[Saved data entries]
Content starts

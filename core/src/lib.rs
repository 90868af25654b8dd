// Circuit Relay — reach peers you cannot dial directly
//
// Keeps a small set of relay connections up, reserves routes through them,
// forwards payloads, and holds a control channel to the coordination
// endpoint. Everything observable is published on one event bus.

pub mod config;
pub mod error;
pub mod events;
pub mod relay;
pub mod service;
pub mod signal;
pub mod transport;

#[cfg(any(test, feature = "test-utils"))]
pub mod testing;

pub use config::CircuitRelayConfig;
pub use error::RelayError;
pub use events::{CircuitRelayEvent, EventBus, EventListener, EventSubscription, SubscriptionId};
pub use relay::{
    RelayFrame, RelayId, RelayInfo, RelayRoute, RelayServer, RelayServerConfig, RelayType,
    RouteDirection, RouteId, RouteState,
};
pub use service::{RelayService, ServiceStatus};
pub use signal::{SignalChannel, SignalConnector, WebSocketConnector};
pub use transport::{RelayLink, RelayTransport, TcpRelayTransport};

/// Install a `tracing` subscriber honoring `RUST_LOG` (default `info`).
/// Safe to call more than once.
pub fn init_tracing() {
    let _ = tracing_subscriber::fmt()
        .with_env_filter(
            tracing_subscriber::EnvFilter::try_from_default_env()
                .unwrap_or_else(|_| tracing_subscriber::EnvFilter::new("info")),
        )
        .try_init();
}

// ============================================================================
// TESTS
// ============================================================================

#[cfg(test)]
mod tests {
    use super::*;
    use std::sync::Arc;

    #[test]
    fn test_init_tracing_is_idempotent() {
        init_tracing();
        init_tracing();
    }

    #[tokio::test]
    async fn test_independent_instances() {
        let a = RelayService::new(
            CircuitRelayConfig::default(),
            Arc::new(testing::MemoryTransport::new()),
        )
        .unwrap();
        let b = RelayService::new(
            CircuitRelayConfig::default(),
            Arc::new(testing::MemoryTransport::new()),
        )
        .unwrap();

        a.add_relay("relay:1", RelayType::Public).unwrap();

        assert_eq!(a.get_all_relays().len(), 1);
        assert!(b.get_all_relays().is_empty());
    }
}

Content ends
Content starts

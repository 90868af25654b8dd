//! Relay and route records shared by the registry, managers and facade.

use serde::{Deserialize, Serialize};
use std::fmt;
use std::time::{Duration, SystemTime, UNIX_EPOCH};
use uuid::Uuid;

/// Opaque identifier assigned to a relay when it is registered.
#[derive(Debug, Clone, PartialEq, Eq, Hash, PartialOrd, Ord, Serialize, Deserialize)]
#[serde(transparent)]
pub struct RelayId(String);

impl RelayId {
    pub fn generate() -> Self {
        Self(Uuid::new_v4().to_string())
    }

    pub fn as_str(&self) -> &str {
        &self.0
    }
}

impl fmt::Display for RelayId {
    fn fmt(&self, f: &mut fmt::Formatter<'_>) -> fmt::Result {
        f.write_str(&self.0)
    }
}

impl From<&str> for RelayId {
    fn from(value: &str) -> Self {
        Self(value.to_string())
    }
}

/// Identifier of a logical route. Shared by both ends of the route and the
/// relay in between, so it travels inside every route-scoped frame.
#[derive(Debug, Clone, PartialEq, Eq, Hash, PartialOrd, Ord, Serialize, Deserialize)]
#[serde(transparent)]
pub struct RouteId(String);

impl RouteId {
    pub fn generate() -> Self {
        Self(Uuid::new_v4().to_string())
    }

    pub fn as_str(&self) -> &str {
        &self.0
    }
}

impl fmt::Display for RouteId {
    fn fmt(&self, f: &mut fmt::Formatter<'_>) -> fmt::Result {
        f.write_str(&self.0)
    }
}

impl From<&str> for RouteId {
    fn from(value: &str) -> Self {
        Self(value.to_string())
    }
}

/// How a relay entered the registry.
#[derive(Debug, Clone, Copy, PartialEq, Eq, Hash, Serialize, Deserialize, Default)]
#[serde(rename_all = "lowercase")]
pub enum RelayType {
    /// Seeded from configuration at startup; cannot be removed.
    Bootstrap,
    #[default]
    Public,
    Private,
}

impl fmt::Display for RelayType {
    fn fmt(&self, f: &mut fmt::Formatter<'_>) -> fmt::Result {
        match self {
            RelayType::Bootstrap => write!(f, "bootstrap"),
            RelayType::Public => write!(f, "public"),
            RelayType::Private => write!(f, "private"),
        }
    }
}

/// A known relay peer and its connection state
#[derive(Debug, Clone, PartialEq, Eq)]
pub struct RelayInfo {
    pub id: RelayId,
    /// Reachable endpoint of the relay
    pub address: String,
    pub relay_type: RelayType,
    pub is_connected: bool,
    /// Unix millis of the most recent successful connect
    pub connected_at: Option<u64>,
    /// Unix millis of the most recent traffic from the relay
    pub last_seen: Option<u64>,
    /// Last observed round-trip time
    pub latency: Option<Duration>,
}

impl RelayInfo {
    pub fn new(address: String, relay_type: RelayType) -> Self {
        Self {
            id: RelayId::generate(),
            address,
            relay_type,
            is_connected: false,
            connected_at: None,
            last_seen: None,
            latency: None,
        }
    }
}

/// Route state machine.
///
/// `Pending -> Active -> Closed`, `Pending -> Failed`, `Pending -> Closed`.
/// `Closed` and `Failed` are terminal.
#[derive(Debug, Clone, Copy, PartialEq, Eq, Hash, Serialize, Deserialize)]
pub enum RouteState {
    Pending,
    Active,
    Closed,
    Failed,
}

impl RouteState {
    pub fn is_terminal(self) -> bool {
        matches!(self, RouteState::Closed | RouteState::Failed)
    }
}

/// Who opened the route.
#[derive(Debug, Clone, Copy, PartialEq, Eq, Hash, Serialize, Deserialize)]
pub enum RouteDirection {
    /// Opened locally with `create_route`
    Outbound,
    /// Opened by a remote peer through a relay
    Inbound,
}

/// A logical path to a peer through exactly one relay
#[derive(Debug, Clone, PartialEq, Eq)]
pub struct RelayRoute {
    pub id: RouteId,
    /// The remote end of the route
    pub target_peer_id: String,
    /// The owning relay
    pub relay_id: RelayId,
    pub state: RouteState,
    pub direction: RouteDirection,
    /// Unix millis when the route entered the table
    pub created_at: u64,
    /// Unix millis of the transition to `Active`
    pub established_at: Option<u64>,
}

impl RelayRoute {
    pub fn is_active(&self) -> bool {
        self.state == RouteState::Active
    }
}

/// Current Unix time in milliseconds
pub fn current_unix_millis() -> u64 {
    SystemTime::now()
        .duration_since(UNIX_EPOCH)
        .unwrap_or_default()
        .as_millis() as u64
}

Content ends
Content starts

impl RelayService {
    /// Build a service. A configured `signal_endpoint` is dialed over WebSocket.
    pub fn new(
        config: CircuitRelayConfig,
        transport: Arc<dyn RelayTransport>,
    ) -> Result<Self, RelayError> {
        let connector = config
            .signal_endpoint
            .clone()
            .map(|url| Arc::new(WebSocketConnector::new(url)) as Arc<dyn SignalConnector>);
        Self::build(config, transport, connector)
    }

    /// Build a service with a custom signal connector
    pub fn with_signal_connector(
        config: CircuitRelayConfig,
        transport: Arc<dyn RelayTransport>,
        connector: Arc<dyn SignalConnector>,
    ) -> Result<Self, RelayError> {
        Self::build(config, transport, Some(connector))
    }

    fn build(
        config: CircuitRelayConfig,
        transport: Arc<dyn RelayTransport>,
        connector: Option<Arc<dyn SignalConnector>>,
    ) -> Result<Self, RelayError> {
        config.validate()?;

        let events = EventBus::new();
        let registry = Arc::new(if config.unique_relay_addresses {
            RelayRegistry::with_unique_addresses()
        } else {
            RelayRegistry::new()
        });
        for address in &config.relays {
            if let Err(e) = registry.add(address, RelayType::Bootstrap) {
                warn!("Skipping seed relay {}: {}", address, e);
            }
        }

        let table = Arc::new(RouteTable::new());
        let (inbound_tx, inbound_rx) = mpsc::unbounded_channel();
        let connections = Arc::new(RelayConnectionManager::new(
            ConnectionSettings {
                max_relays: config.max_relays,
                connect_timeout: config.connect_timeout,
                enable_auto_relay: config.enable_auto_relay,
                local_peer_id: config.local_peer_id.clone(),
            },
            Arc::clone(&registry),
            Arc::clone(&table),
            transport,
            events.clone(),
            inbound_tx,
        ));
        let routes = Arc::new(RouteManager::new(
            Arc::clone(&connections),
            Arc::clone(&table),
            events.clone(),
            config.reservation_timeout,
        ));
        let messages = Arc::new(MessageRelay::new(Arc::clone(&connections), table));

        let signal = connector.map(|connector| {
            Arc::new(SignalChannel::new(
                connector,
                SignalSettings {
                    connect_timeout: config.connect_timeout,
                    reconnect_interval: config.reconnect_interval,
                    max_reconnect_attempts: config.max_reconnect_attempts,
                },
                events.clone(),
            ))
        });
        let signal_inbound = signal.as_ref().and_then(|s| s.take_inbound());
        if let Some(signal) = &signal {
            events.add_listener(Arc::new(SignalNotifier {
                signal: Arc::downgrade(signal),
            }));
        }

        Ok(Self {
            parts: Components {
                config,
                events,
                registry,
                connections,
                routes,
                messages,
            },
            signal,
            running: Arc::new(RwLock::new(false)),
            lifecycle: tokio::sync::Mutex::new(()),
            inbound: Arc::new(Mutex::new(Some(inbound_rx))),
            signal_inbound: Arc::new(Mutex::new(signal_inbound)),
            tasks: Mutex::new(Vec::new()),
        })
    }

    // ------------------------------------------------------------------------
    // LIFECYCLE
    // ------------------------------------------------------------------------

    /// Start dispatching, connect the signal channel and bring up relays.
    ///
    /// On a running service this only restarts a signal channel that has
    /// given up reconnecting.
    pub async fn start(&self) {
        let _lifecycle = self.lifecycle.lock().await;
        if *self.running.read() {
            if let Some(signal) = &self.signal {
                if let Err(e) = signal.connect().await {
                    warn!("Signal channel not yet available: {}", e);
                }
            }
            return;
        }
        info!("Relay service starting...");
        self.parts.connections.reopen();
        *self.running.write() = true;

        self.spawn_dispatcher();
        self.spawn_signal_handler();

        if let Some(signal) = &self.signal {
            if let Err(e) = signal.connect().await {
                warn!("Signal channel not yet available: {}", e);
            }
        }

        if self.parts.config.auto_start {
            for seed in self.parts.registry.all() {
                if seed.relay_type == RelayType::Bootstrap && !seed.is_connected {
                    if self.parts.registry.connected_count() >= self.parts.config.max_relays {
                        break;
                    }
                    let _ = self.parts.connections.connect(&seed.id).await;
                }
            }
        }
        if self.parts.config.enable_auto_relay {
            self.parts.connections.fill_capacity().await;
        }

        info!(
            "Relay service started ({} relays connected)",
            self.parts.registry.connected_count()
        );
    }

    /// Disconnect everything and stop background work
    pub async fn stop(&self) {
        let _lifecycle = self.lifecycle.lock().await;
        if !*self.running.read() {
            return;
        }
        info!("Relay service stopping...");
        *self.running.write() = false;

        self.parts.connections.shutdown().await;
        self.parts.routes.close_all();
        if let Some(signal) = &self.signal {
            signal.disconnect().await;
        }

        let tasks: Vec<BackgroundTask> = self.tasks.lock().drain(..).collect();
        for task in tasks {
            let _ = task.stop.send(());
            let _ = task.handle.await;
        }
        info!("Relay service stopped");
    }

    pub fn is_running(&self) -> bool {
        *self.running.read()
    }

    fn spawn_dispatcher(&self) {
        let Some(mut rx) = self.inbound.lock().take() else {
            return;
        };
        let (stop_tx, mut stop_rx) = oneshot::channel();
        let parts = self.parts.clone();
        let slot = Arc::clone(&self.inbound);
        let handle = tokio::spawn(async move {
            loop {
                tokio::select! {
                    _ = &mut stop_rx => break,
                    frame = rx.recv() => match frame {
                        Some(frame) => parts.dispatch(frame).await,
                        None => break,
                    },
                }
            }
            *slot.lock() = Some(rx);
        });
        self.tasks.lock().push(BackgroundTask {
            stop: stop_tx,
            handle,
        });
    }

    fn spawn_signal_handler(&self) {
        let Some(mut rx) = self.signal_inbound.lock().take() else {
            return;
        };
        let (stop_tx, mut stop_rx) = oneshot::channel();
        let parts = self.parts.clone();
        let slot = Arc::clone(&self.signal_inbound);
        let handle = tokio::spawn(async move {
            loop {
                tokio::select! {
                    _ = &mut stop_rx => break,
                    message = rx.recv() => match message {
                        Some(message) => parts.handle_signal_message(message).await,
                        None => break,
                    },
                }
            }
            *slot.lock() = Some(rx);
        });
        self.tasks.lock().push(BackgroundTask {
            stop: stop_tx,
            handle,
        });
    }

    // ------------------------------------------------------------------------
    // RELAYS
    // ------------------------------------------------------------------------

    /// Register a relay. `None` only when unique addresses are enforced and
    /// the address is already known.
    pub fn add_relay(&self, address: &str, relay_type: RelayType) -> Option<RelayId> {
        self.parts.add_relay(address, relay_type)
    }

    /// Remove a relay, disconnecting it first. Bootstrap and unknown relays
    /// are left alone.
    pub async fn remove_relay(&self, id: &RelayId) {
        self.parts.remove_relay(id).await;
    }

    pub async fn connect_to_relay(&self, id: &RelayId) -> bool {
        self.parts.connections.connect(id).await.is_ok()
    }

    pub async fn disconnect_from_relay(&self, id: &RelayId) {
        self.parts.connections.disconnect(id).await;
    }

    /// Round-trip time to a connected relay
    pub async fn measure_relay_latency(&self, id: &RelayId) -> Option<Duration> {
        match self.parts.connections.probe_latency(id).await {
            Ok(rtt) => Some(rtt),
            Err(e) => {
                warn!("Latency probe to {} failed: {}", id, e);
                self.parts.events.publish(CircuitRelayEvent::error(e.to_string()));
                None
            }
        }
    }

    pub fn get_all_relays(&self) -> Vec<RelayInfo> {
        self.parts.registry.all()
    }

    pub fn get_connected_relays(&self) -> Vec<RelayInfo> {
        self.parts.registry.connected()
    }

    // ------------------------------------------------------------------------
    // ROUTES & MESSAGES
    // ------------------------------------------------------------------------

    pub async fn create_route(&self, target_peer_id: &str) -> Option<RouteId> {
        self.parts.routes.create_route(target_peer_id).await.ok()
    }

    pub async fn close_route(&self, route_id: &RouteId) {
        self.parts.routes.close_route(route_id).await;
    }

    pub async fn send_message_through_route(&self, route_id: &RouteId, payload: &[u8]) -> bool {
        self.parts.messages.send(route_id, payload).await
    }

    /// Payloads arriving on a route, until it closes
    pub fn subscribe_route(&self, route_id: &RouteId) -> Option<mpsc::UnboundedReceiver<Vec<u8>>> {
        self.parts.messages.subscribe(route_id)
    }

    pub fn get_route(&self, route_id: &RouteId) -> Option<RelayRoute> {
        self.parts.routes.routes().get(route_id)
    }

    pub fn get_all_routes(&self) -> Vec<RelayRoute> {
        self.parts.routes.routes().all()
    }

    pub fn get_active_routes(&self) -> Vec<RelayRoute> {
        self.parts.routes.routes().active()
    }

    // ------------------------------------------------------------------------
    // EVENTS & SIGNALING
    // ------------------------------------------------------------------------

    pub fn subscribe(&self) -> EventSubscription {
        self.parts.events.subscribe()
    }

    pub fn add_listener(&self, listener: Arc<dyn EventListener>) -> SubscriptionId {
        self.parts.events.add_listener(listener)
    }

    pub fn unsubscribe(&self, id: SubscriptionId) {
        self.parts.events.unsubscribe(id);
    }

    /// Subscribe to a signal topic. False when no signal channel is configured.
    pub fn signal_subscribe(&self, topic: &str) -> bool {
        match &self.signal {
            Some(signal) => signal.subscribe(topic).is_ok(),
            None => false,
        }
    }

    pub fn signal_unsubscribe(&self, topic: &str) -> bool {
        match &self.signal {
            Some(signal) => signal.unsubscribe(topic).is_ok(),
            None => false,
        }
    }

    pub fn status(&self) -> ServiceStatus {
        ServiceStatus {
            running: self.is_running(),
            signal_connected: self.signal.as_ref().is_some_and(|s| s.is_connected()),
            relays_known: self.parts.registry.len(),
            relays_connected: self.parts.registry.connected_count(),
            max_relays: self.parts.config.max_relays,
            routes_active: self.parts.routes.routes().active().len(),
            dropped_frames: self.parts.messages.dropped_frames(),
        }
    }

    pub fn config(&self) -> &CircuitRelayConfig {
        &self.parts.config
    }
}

Content ends

- _Assignment_
Return only the part of the records above that opens with the line containing "filename core/src/lib.rs" and closes with the line containing "async fn test_independent_instances()", ends included.

- _Solution below_
filename core/src/lib.rs
repository 90868af25654b8dd
// Circuit Relay — reach peers you cannot dial directly
//
// Keeps a small set of relay connections up, reserves routes through them,
// forwards payloads, and holds a control channel to the coordination
// endpoint. Everything observable is published on one event bus.

pub mod config;
pub mod error;
pub mod events;
pub mod relay;
pub mod service;
pub mod signal;
pub mod transport;

#[cfg(any(test, feature = "test-utils"))]
pub mod testing;

pub use config::CircuitRelayConfig;
pub use error::RelayError;
pub use events::{CircuitRelayEvent, EventBus, EventListener, EventSubscription, SubscriptionId};
pub use relay::{
    RelayFrame, RelayId, RelayInfo, RelayRoute, RelayServer, RelayServerConfig, RelayType,
    RouteDirection, RouteId, RouteState,
};
pub use service::{RelayService, ServiceStatus};
pub use signal::{SignalChannel, SignalConnector, WebSocketConnector};
pub use transport::{RelayLink, RelayTransport, TcpRelayTransport};

/// Install a `tracing` subscriber honoring `RUST_LOG` (default `info`).
/// Safe to call more than once.
pub fn init_tracing() {
    let _ = tracing_subscriber::fmt()
        .with_env_filter(
            tracing_subscriber::EnvFilter::try_from_default_env()
                .unwrap_or_else(|_| tracing_subscriber::EnvFilter::new("info")),
        )
        .try_init();
}

// ============================================================================
// TESTS
// ============================================================================

#[cfg(test)]
mod tests {
    use super::*;
    use std::sync::Arc;

    #[test]
    fn test_init_tracing_is_idempotent() {
        init_tracing();
        init_tracing();
    }

    #[tokio::test]
    async fn test_independent_instances() {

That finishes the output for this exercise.